Dümen çevirmeden, iş. Yoksulun, çocuğun, emekçinin nafakasını cebe atmaksızın, iş. Ülkenin gerçek çıkarlarını düşünerek ve yalancı pehlivanlara taviz vermeksizin, iş. Kabadayı belediye başkanı, külhanbeyi cumhurbaşkanı, ezberci başbakan, kadın düşmanı maço abi, düşünceden ve düşünmekten nefret eden kıskanç amca, kasetçi ve dümenci muhalefet tipi, hırsız milletvekili, tecavüzcü Coşkun, kifayetsiz muhteris bakan, dayak atan polis, yalancı hakim, okumayan öğretmen, şiddeti seven koca, iktidarı yücelten gazeteci ve yazar, gökdelen diken AVM takıntılı cukkacı müteahhit, ormanları kırpan nükleer enerjiye takmış sevimsiz insan modeli, sinir küpü vatandaş olmadan yaşama, insanlara, emeğe saygı duyarak ortaya çıkacak iş...

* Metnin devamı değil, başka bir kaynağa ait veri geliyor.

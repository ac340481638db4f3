//! Derived views over the task collection.
//!
//! Pure query functions: nothing here mutates or persists. Each screen of
//! the CLI composes these filters, sorts and aggregates over a borrowed
//! slice of tasks.

use chrono::NaiveDate;

use crate::fields::{Priority, SortKey, TabFilter};
use crate::task::Task;

/// Three-way partition of tasks by due date relative to a reference day.
/// Only the date portion of the schedule is considered; time-of-day plays
/// no role here.
#[derive(Debug, Default)]
pub struct DuePartition<'a> {
    /// Past due and still pending.
    pub overdue: Vec<&'a Task>,
    /// Due on the reference day, regardless of completion.
    pub today: Vec<&'a Task>,
    /// Due later and still pending.
    pub upcoming: Vec<&'a Task>,
}

pub fn partition_by_due(tasks: &[Task], today: NaiveDate) -> DuePartition<'_> {
    let mut part = DuePartition::default();
    for t in tasks {
        if t.due == today {
            part.today.push(t);
        } else if t.due < today && !t.completed {
            part.overdue.push(t);
        } else if t.due > today && !t.completed {
            part.upcoming.push(t);
        }
    }
    part
}

/// True when the task is past due and still pending.
pub fn is_overdue(task: &Task, today: NaiveDate) -> bool {
    !task.completed && task.due < today
}

/// Exact-match category filter; `None` is the select-all sentinel.
pub fn filter_by_category<'a>(tasks: &[&'a Task], category: Option<&str>) -> Vec<&'a Task> {
    tasks
        .iter()
        .filter(|t| category.map_or(true, |c| t.category == c))
        .copied()
        .collect()
}

pub fn filter_by_tab<'a>(tasks: &[&'a Task], tab: TabFilter) -> Vec<&'a Task> {
    tasks
        .iter()
        .filter(|t| match tab {
            TabFilter::All => true,
            TabFilter::Active => !t.completed,
            TabFilter::Completed => t.completed,
        })
        .copied()
        .collect()
}

/// Case-insensitive substring search over title and description.
pub fn search<'a>(tasks: &[&'a Task], query: &str) -> Vec<&'a Task> {
    let needle = query.to_lowercase();
    tasks
        .iter()
        .filter(|t| {
            t.title.to_lowercase().contains(&needle)
                || t.description.to_lowercase().contains(&needle)
        })
        .copied()
        .collect()
}

/// Stable sort; ties preserve the input's relative order.
pub fn sort_tasks(tasks: &mut [&Task], key: SortKey) {
    match key {
        SortKey::Due => tasks.sort_by_key(|t| (t.due, t.due_time)),
        SortKey::Priority => tasks.sort_by(|a, b| b.priority.cmp(&a.priority)),
        SortKey::Created => tasks.sort_by(|a, b| b.created_at.cmp(&a.created_at)),
        SortKey::Title => tasks.sort_by(|a, b| a.title.cmp(&b.title)),
    }
}

/// Aggregate counters for the profile/statistics screen.
#[derive(Debug, Clone, Copy, PartialEq)]
pub struct Stats {
    pub total: usize,
    pub completed: usize,
    pub active: usize,
    pub high_priority: usize,
    pub overdue: usize,
    /// Display-only heuristic:
    /// `max(0, completed/total * 100 - 5 * overdue)`; 0 for an empty
    /// collection.
    pub productivity_score: f64,
}

pub fn stats(tasks: &[Task], today: NaiveDate) -> Stats {
    let total = tasks.len();
    let completed = tasks.iter().filter(|t| t.completed).count();
    let high_priority = tasks.iter().filter(|t| t.priority == Priority::High).count();
    let overdue = tasks.iter().filter(|t| is_overdue(t, today)).count();
    let productivity_score = if total == 0 {
        0.0
    } else {
        let raw = completed as f64 / total as f64 * 100.0 - 5.0 * overdue as f64;
        raw.max(0.0)
    };
    Stats {
        total,
        completed,
        active: total - completed,
        high_priority,
        overdue,
        productivity_score,
    }
}
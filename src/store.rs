//! The task/category store.
//!
//! Owns the in-memory task and category collections and persists both
//! through the [`Storage`](crate::storage::Storage) adapter. Every mutating
//! operation re-serializes the affected collection in full; at tens of
//! records this trades throughput for the guarantee that disk always holds
//! a complete, consistent snapshot.
//!
//! Operations addressing a missing identifier return a distinct not-found
//! error rather than silently succeeding, so callers can tell a typo from
//! a no-op.

use chrono::{DateTime, Duration, Local, Utc};
use thiserror::Error;
use tracing::{debug, info};
use uuid::Uuid;

use crate::fields::Priority;
use crate::storage::{Storage, KEY_CATEGORIES, KEY_TASKS};
use crate::task::{Subtask, Task, TaskDraft, TaskPatch, DEFAULT_CATEGORY};

#[derive(Debug, Error)]
pub enum StoreError {
    #[error("task {0} not found")]
    TaskNotFound(Uuid),
    #[error("subtask {1} not found on task {0}")]
    SubtaskNotFound(Uuid, u32),
    #[error("category '{0}' not found")]
    CategoryNotFound(String),
    #[error("category '{0}' cannot be deleted")]
    ProtectedCategory(String),
    #[error(transparent)]
    Io(#[from] std::io::Error),
}

/// In-memory store for tasks and categories, persisted after every mutation.
#[derive(Debug)]
pub struct Store {
    storage: Storage,
    tasks: Vec<Task>,
    categories: Vec<String>,
}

İş; alın teriyle cilalanacak iş. Zira bu ülkede yapılması gereken TONLA iş var. Örneğin yerlerde sürünen eğitim politikalarının en kısa zamanda düzeltilmesi şart! Kadın hakları da öyle... ve nicesi. Velhasıl, yeni hükümetin hedeflediği kuralları çevreleyecek hale, öncelikle görgülü bir dille hayata geçecek ‘iş’ olmalı. Ayakkabı kutularından azade dürüst iş, nitelikli ve kapsayıcı icraat. İster erken ister geç, ister şimdiki seçim... Bunlar olmadığında, aynı tas aynı hamam.